### Directions for this task
Give back the full data character for character.

- - -

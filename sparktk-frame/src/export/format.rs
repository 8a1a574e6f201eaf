//! RFC4180 rendering of rows.
//!
//! Field policy, applied to each field in order:
//!
//! * `Null` renders as the empty string.
//! * `List` renders its elements joined with a literal `,`, whatever the configured
//!   delimiter is.  This is long-standing export behaviour that downstream readers depend on;
//!   it is kept as is.
//! * Everything else renders with its canonical `Display` form.
//!
//! A field is quoted when it contains the delimiter, a `,`, a `"`, `\r` or `\n`.  Embedded
//! quotes are doubled.  No line terminator is appended.

use std::borrow::Cow;

use crate::value::{Row, Value};

/// Separator used inside nested sequence fields, independent of the row delimiter.
pub const NESTED_SEPARATOR: char = ',';

const QUOTE: char = '"';

/// Turns rows into RFC4180 lines.  Stateless, so it is freely shared between partitions.
#[derive(Debug, Clone, Copy, PartialEq, Eq)]
pub struct CsvRowFormatter {
    delimiter: char,
}

impl Default for CsvRowFormatter {
    fn default() -> Self {
        CsvRowFormatter::new(',')
    }
}

impl CsvRowFormatter {
    /// Creates a formatter joining fields with `delimiter`
    pub fn new(delimiter: char) -> Self {
        CsvRowFormatter { delimiter }
    }

    /// Field delimiter
    pub fn delimiter(&self) -> char {
        self.delimiter
    }

    /// Renders one field to its unquoted text.
    pub fn render_field(value: &Value) -> Cow<'_, str> {
        match value {
            Value::Null => Cow::Borrowed(""),
            Value::Str(s) => Cow::Borrowed(s.as_str()),
            Value::List(items) => Cow::Owned(join_nested(items)),
            other => Cow::Owned(other.to_string()),
        }
    }

    /// Unquoted text of every field of `row`
    pub fn fields(&self, row: &Row) -> Vec<String> {
        row.iter().map(|v| Self::render_field(v).into_owned()).collect()
    }

    /// Formats `row` as a single line.
    /// ```rust
    ///   use sparktk_frame::row;
    ///   use sparktk_frame::value::Value;
    ///   use sparktk_frame::export::CsvRowFormatter;
    ///
    ///   let fmt = CsvRowFormatter::new(';');
    ///   assert_eq!(fmt.format(&row![vec![1, 2, 3], "x"]), "\"1,2,3\";x");
    ///   assert_eq!(CsvRowFormatter::default().format(&row![Value::Null, "a"]), ",a");
    /// ```
    pub fn format(&self, row: &Row) -> String {
        let mut line = String::new();
        for (i, value) in row.iter().enumerate() {
            if i > 0 {
                line.push(self.delimiter);
            }
            self.push_escaped(&mut line, &Self::render_field(value));
        }
        // A lone empty field is quoted so the line is not read back as a blank line
        if row.len() == 1 && line.is_empty() {
            line.push(QUOTE);
            line.push(QUOTE);
        }
        line
    }

    fn needs_quotes(&self, field: &str) -> bool {
        field.chars().any(|c| {
            c == self.delimiter || c == NESTED_SEPARATOR || c == QUOTE || c == '\r' || c == '\n'
        })
    }

    fn push_escaped(&self, out: &mut String, field: &str) {
        if !self.needs_quotes(field) {
            out.push_str(field);
            return;
        }
        out.push(QUOTE);
        for c in field.chars() {
            if c == QUOTE {
                out.push(QUOTE);
            }
            out.push(c);
        }
        out.push(QUOTE);
    }
}

fn join_nested(items: &[Value]) -> String {
    let mut out = String::new();
    for (i, item) in items.iter().enumerate() {
        if i > 0 {
            out.push(NESTED_SEPARATOR);
        }
        out.push_str(&CsvRowFormatter::render_field(item));
    }
    out
}

#[cfg(test)]
mod test_format {
    use super::*;
    use crate::row;

    fn comma() -> CsvRowFormatter {
        CsvRowFormatter::default()
    }

    #[test]
    fn test_null_is_empty() {
        assert_eq!(comma().format(&row![Value::Null, "a"]), ",a");
        assert_eq!(comma().format(&row!["a", Value::Null]), "a,");
    }

    #[test]
    fn test_delimiter_is_quoted() {
        assert_eq!(comma().format(&row!["a,b", "c"]), "\"a,b\",c");
        assert_eq!(CsvRowFormatter::new('|').format(&row!["a|b", "c"]), "\"a|b\"|c");
    }

    #[test]
    fn test_quotes_are_doubled() {
        assert_eq!(comma().format(&row!["a\"b"]), "\"a\"\"b\"");
    }

    #[test]
    fn test_line_breaks_are_quoted() {
        assert_eq!(comma().format(&row!["one\ntwo", "x\r"]), "\"one\ntwo\",\"x\r\"");
    }

    // Legacy behaviour: nested values are always comma joined, even with another delimiter.
    #[test]
    fn test_nested_sequence_keeps_comma_with_other_delimiter() {
        let fmt = CsvRowFormatter::new(';');
        assert_eq!(fmt.format(&row![vec![1, 2, 3], "x"]), "\"1,2,3\";x");
        assert_eq!(fmt.fields(&row![vec![1.5, 2.0]]), vec!["1.5,2.0".to_string()]);
    }

    #[test]
    fn test_nested_nulls_and_nesting() {
        let nested = Value::List(vec![
            Value::Int(1),
            Value::Null,
            Value::List(vec![Value::Str("a".into()), Value::Bool(false)]),
        ]);
        assert_eq!(CsvRowFormatter::render_field(&nested), "1,,a,false");
    }

    #[test]
    fn test_scalars_use_canonical_form() {
        let line = comma().format(&row![7, 8i64, 0.25f32, 3.0, true, "plain"]);
        assert_eq!(line, "7,8,0.25,3.0,true,plain");
    }

    #[test]
    fn test_large_and_small_floats_keep_fraction() {
        let line = comma().format(&row![1e20f64, 1e-7f64, 123456789012345680000.0f64, 1e-7f32]);
        assert_eq!(line, "1.0e20,1.0e-7,1.2345678901234568e20,1.0e-7");
    }

    #[test]
    fn test_single_empty_field_is_quoted() {
        assert_eq!(comma().format(&row![Value::Null]), "\"\"");
        assert_eq!(comma().format(&Row::default()), "");
    }

    #[test]
    fn test_format_is_deterministic() {
        let r = row!["a\"b", Value::Null, vec![1, 2], 4.5];
        let fmt = CsvRowFormatter::new('\t');
        assert_eq!(fmt.format(&r), fmt.format(&r.clone()));
        assert_eq!(fmt.format(&r), "\"a\"\"b\"\t\t\"1,2\"\t4.5");
    }
}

- - -

### Response area
filename sparktk-frame/src/export/format.rs
repository 8a1a574e6f201eaf
//! RFC4180 rendering of rows.
//!
//! Field policy, applied to each field in order:
//!
//! * `Null` renders as the empty string.
//! * `List` renders its elements joined with a literal `,`, whatever the configured
//!   delimiter is.  This is long-standing export behaviour that downstream readers depend on;
//!   it is kept as is.
//! * Everything else renders with its canonical `Display` form.
//!
//! A field is quoted when it contains the delimiter, a `,`, a `"`, `\r` or `\n`.  Embedded
//! quotes are doubled.  No line terminator is appended.

use std::borrow::Cow;

use crate::value::{Row, Value};

/// Separator used inside nested sequence fields, independent of the row delimiter.
pub const NESTED_SEPARATOR: char = ',';

const QUOTE: char = '"';

/// Turns rows into RFC4180 lines.  Stateless, so it is freely shared between partitions.
#[derive(Debug, Clone, Copy, PartialEq, Eq)]
pub struct CsvRowFormatter {
    delimiter: char,
}

impl Default for CsvRowFormatter {
    fn default() -> Self {
        CsvRowFormatter::new(',')
    }
}

impl CsvRowFormatter {
    /// Creates a formatter joining fields with `delimiter`
    pub fn new(delimiter: char) -> Self {
        CsvRowFormatter { delimiter }
    }

    /// Field delimiter
    pub fn delimiter(&self) -> char {
        self.delimiter
    }

    /// Renders one field to its unquoted text.
    pub fn render_field(value: &Value) -> Cow<'_, str> {
        match value {
            Value::Null => Cow::Borrowed(""),
            Value::Str(s) => Cow::Borrowed(s.as_str()),
            Value::List(items) => Cow::Owned(join_nested(items)),
            other => Cow::Owned(other.to_string()),
        }
    }

    /// Unquoted text of every field of `row`
    pub fn fields(&self, row: &Row) -> Vec<String> {
        row.iter().map(|v| Self::render_field(v).into_owned()).collect()
    }

    /// Formats `row` as a single line.
    /// ```rust
    ///   use sparktk_frame::row;
    ///   use sparktk_frame::value::Value;
    ///   use sparktk_frame::export::CsvRowFormatter;
    ///
    ///   let fmt = CsvRowFormatter::new(';');
    ///   assert_eq!(fmt.format(&row![vec![1, 2, 3], "x"]), "\"1,2,3\";x");
    ///   assert_eq!(CsvRowFormatter::default().format(&row![Value::Null, "a"]), ",a");
    /// ```
    pub fn format(&self, row: &Row) -> String {
        let mut line = String::new();
        for (i, value) in row.iter().enumerate() {
            if i > 0 {
                line.push(self.delimiter);
            }
            self.push_escaped(&mut line, &Self::render_field(value));
        }
        // A lone empty field is quoted so the line is not read back as a blank line
        if row.len() == 1 && line.is_empty() {
            line.push(QUOTE);
            line.push(QUOTE);
        }
        line
    }

    fn needs_quotes(&self, field: &str) -> bool {
        field.chars().any(|c| {
            c == self.delimiter || c == NESTED_SEPARATOR || c == QUOTE || c == '\r' || c == '\n'
        })
    }

    fn push_escaped(&self, out: &mut String, field: &str) {
        if !self.needs_quotes(field) {
            out.push_str(field);
            return;
        }
        out.push(QUOTE);
        for c in field.chars() {
            if c == QUOTE {
                out.push(QUOTE);
            }
            out.push(c);
        }
        out.push(QUOTE);
    }
}

fn join_nested(items: &[Value]) -> String {
    let mut out = String::new();
    for (i, item) in items.iter().enumerate() {
        if i > 0 {
            out.push(NESTED_SEPARATOR);
        }
        out.push_str(&CsvRowFormatter::render_field(item));
    }
    out
}

#[cfg(test)]
mod test_format {
    use super::*;
    use crate::row;

    fn comma() -> CsvRowFormatter {
        CsvRowFormatter::default()
    }

    #[test]
    fn test_null_is_empty() {
        assert_eq!(comma().format(&row![Value::Null, "a"]), ",a");
        assert_eq!(comma().format(&row!["a", Value::Null]), "a,");
    }

    #[test]
    fn test_delimiter_is_quoted() {
        assert_eq!(comma().format(&row!["a,b", "c"]), "\"a,b\",c");
        assert_eq!(CsvRowFormatter::new('|').format(&row!["a|b", "c"]), "\"a|b\"|c");
    }

    #[test]
    fn test_quotes_are_doubled() {
        assert_eq!(comma().format(&row!["a\"b"]), "\"a\"\"b\"");
    }

    #[test]
    fn test_line_breaks_are_quoted() {
        assert_eq!(comma().format(&row!["one\ntwo", "x\r"]), "\"one\ntwo\",\"x\r\"");
    }

    // Legacy behaviour: nested values are always comma joined, even with another delimiter.
    #[test]
    fn test_nested_sequence_keeps_comma_with_other_delimiter() {
        let fmt = CsvRowFormatter::new(';');
        assert_eq!(fmt.format(&row![vec![1, 2, 3], "x"]), "\"1,2,3\";x");
        assert_eq!(fmt.fields(&row![vec![1.5, 2.0]]), vec!["1.5,2.0".to_string()]);
    }

    #[test]
    fn test_nested_nulls_and_nesting() {
        let nested = Value::List(vec![
            Value::Int(1),
            Value::Null,
            Value::List(vec![Value::Str("a".into()), Value::Bool(false)]),
        ]);
        assert_eq!(CsvRowFormatter::render_field(&nested), "1,,a,false");
    }

    #[test]
    fn test_scalars_use_canonical_form() {
        let line = comma().format(&row![7, 8i64, 0.25f32, 3.0, true, "plain"]);
        assert_eq!(line, "7,8,0.25,3.0,true,plain");
    }

    #[test]
    fn test_large_and_small_floats_keep_fraction() {
        let line = comma().format(&row![1e20f64, 1e-7f64, 123456789012345680000.0f64, 1e-7f32]);
        assert_eq!(line, "1.0e20,1.0e-7,1.2345678901234568e20,1.0e-7");
    }

    #[test]
    fn test_single_empty_field_is_quoted() {
        assert_eq!(comma().format(&row![Value::Null]), "\"\"");
        assert_eq!(comma().format(&Row::default()), "");
    }

    #[test]
    fn test_format_is_deterministic() {
        let r = row!["a\"b", Value::Null, vec![1, 2], 4.5];
        let fmt = CsvRowFormatter::new('\t');
        assert_eq!(fmt.format(&r), fmt.format(&r.clone()));
        assert_eq!(fmt.format(&r), "\"a\"\"b\"\t\t\"1,2\"\t4.5");
    }
}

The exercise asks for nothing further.